### WHAT TO PRODUCE
The entries below should be written out again exactly as they stand.

### DATA FOR THIS EXERCISE
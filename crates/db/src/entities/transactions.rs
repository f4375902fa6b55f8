//! `SeaORM` Entity for transactions table.
//!
//! `wallet_id` is an id-based reference without a foreign key: queued
//! transactions may outlive their wallet.

use sea_orm::entity::prelude::*;
use serde::{Deserialize, Serialize};

use super::sea_orm_active_enums::{TransactionKind, TransactionStatus};

#[derive(Clone, Debug, PartialEq, DeriveEntityModel, Eq, Serialize, Deserialize)]
#[sea_orm(table_name = "transactions")]
pub struct Model {
    #[sea_orm(primary_key, auto_increment = false)]
    pub id: Uuid,
    pub wallet_id: Uuid,
    pub kind: TransactionKind,
    pub status: TransactionStatus,
    pub amount: Decimal,
    pub message: Option<String>,
    pub created_at: DateTimeWithTimeZone,
    pub updated_at: DateTimeWithTimeZone,
}

#[derive(Copy, Clone, Debug, EnumIter, DeriveRelation)]
pub enum Relation {
    #[sea_orm(
        belongs_to = "super::wallets::Entity",
        from = "Column::WalletId",
        to = "super::wallets::Column::Id"
    )]
    Wallets,
}

impl Related<super::wallets::Entity> for Entity {
    fn to() -> RelationDef {
        Relation::Wallets.def()
    }
}

impl ActiveModelBehavior for ActiveModel {}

### SOLUTION TO THE EXERCISE
filename crates/db/src/entities/transactions.rs
repository f4375902fa6b55f8
//! `SeaORM` Entity for transactions table.
//!
//! `wallet_id` is an id-based reference without a foreign key: queued
//! transactions may outlive their wallet.

use sea_orm::entity::prelude::*;
use serde::{Deserialize, Serialize};

use super::sea_orm_active_enums::{TransactionKind, TransactionStatus};

#[derive(Clone, Debug, PartialEq, DeriveEntityModel, Eq, Serialize, Deserialize)]
#[sea_orm(table_name = "transactions")]
pub struct Model {
    #[sea_orm(primary_key, auto_increment = false)]
    pub id: Uuid,
    pub wallet_id: Uuid,
    pub kind: TransactionKind,
    pub status: TransactionStatus,
    pub amount: Decimal,
    pub message: Option<String>,
    pub created_at: DateTimeWithTimeZone,
    pub updated_at: DateTimeWithTimeZone,
}

#[derive(Copy, Clone, Debug, EnumIter, DeriveRelation)]
pub enum Relation {
    #[sea_orm(
        belongs_to = "super::wallets::Entity",
        from = "Column::WalletId",
        to = "super::wallets::Column::Id"
    )]
    Wallets,
}

impl Related<super::wallets::Entity> for Entity {
    fn to() -> RelationDef {
        Relation::Wallets.def()
    }
}

impl ActiveModelBehavior for ActiveModel {}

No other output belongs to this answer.